Одна мысль — польза революционного дела — сознательно или бессознательно
руководила мной во всем. Личного интереса я не знал. И я не унижался. Напротив,
я говорил все прямо, а передо мной оправдывались (Кутайсов)… Когда я брался за
дело, я отдавался ему весь, и я неоднократно убедился, что, начав дело, всегда
можно его довершить. Так я взялся в Иркутске в один месяц поставить типографию,
хотя не имел еще ни людей, ни прочего. Так я всегда работал. А в делах
издательства я в полтора месяца положил очень большое начало, и у меня был
обеспечен не только „первый“, но и „второй“ шаг. Я поражаюсь, что вам не ясно
это.

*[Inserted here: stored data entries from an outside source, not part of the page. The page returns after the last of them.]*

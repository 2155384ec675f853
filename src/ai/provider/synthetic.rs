//! Synthetic analysis generator.
//!
//! Produces plausible records from keyword cues and comment length without
//! any network access. Output depends only on the seed and the comment text,
//! so reruns and different worker counts yield identical results.

use serde_json::json;
use sha2::{Digest, Sha256};
use std::collections::BTreeMap;

use crate::types::{Emotion, ParsedResponse, RawAnalysisRecord, RawPainPoint};

const BASELINE: f64 = 0.05;

const POSITIVE_CUES: &[&str] = &["bueno", "excelente", "fantástico", "perfecto"];
const NEGATIVE_CUES: &[&str] = &["malo", "terrible", "horrible", "pésimo"];
const SAD_CUES: &[&str] = &["triste", "decepcionado", "lamento"];
const SWITCH_CUES: &[&str] = &["cancelar", "dejar", "cambiar", "otro"];

#[derive(Debug, Clone, Copy)]
pub struct SyntheticGenerator {
    seed: u64,
}

impl SyntheticGenerator {
    pub fn new(seed: u64) -> Self {
        Self { seed }
    }

    pub fn seed(&self) -> u64 {
        self.seed
    }

    pub fn generate_batch(&self, texts: &[String]) -> Vec<ParsedResponse> {
        texts
            .iter()
            .map(|text| ParsedResponse::Valid(self.generate(text)))
            .collect()
    }

    pub fn generate(&self, text: &str) -> RawAnalysisRecord {
        let lower = text.to_lowercase();
        let has = |cues: &[&str]| cues.iter().any(|cue| lower.contains(cue));
        let digest = self.digest(text);

        let mut emotions: BTreeMap<Emotion, f64> = Emotion::ALL
            .iter()
            .enumerate()
            .map(|(i, emotion)| {
                // ±0.01 around the baseline, fixed per (seed, text)
                let jitter = (digest[i] as f64 / 255.0 - 0.5) * 0.02;
                (*emotion, BASELINE + jitter)
            })
            .collect();

        let cued: &[(Emotion, f64)] = if has(POSITIVE_CUES) {
            &[
                (Emotion::Alegria, 0.8),
                (Emotion::Confianza, 0.6),
                (Emotion::Aprecio, 0.7),
            ]
        } else if has(NEGATIVE_CUES) {
            &[
                (Emotion::Enojo, 0.7),
                (Emotion::Frustracion, 0.8),
                (Emotion::Desagrado, 0.6),
            ]
        } else if has(SAD_CUES) {
            &[(Emotion::Tristeza, 0.7), (Emotion::Decepcion, 0.6)]
        } else {
            &[]
        };
        emotions.extend(cued.iter().copied());

        let mut pain_points = Vec::new();
        if lower.contains("lento") || lower.contains("demora") {
            pain_points.push(RawPainPoint {
                description: "Lentitud en el servicio".to_string(),
                category: Some("proceso".to_string()),
                severity: Some("media".to_string()),
            });
        }
        if lower.contains("caro") || lower.contains("precio") {
            pain_points.push(RawPainPoint {
                description: "Precios elevados".to_string(),
                category: Some("precio".to_string()),
                severity: Some("alta".to_string()),
            });
        }

        let chars = text.chars().count();
        let base = 0.1 + (chars as f64 / 2000.0).min(0.8);
        let mut churn_risk = base.min(1.0);
        if has(SWITCH_CUES) {
            churn_risk = (churn_risk + 0.3).min(1.0);
        }

        let nps_category = if base > 0.7 {
            "Promotor"
        } else if base < 0.4 {
            "Detractor"
        } else {
            "Pasivo"
        };

        RawAnalysisRecord {
            emotions: emotions
                .into_iter()
                .map(|(emotion, score)| (emotion.as_str().to_string(), json!(score)))
                .collect(),
            pain_points,
            churn_risk: Some(churn_risk),
            nps_category: Some(nps_category.to_string()),
            reasoning: Some(format!(
                "Análisis sintético basado en longitud: {} caracteres",
                chars
            )),
        }
    }

    fn digest(&self, text: &str) -> [u8; 32] {
        let mut hasher = Sha256::new();
        hasher.update(self.seed.to_le_bytes());
        hasher.update(text.as_bytes());
        hasher.finalize().into()
    }
}

#[cfg(test)]
mod tests {
    use super::*;

    fn score(record: &RawAnalysisRecord, key: &str) -> f64 {
        record.emotions[key].as_f64().unwrap()
    }

    #[test]
    fn test_deterministic_per_seed_and_text() {
        let generator = SyntheticGenerator::new(42);
        let a = generator.generate("El servicio fue excelente");
        let b = generator.generate("El servicio fue excelente");
        assert_eq!(a, b);

        let other_seed = SyntheticGenerator::new(7).generate("El servicio fue excelente");
        assert_ne!(a.emotions, other_seed.emotions);
        assert_eq!(score(&a, "alegria"), score(&other_seed, "alegria"));
    }

    #[test]
    fn test_keyword_cues() {
        let generator = SyntheticGenerator::new(42);

        let positive = generator.generate("Todo perfecto");
        assert_eq!(score(&positive, "alegria"), 0.8);
        assert!(score(&positive, "enojo") <= 0.06);

        let negative = generator.generate("Pésimo, muy lento y caro. Voy a cancelar");
        assert_eq!(score(&negative, "frustracion"), 0.8);
        let descriptions: Vec<&str> = negative
            .pain_points
            .iter()
            .map(|p| p.description.as_str())
            .collect();
        assert_eq!(descriptions, vec!["Lentitud en el servicio", "Precios elevados"]);
        assert!(negative.churn_risk.unwrap() > 0.4);
        assert_eq!(negative.nps_category.as_deref(), Some("Detractor"));
    }

    #[test]
    fn test_all_emotions_present_and_in_range() {
        let record = SyntheticGenerator::new(1).generate("");
        assert_eq!(record.emotions.len(), 16);
        assert!(record
            .emotions
            .values()
            .all(|v| (0.0..=1.0).contains(&v.as_f64().unwrap())));
        assert_eq!(record.churn_risk, Some(0.1));
    }

    #[test]
    fn test_long_comment_is_promoter() {
        let record = SyntheticGenerator::new(42).generate(&"a".repeat(1_500));
        assert_eq!(record.nps_category.as_deref(), Some("Promotor"));
        assert!((record.churn_risk.unwrap() - 0.85).abs() < 1e-9);
    }
}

Еще прошу вас, не удивляйтесь, что многое я не могу вспомнить точно. У
меня всегда была очень скверная память, кроме профессиональной, т.е. кроме
памяти на те революционные дела, которые нужно запомнить. И я часто был очень
рассеян».
Цитированные выше письма эти не объяснили нам ничего. Подлинный протокол
допроса гласил:
«Материальным основанием предприятия Татарова является сумма в 10 тысяч
рублей, занятая отцом его, затем обещание денежной поддержки со стороны
Чарнолусского в размерах, которые в разговорах не определялись. Вообще
формальная сторона положения Чарнолусского в издательстве не определялась; из
разговоров было ясно лишь, что он отдает себя всецело в распоряжение
издательства, и выражал готовность взять на себя соредакторство. В последнее
время Татаров списался через Б. с одним одесским капиталистом (Цитрон) который
предлагал капитал для подобного же издательства, причем пока еще ответа от него
не имеется. Имеются в виду также переговоры с одним денежным лицом в Киеве.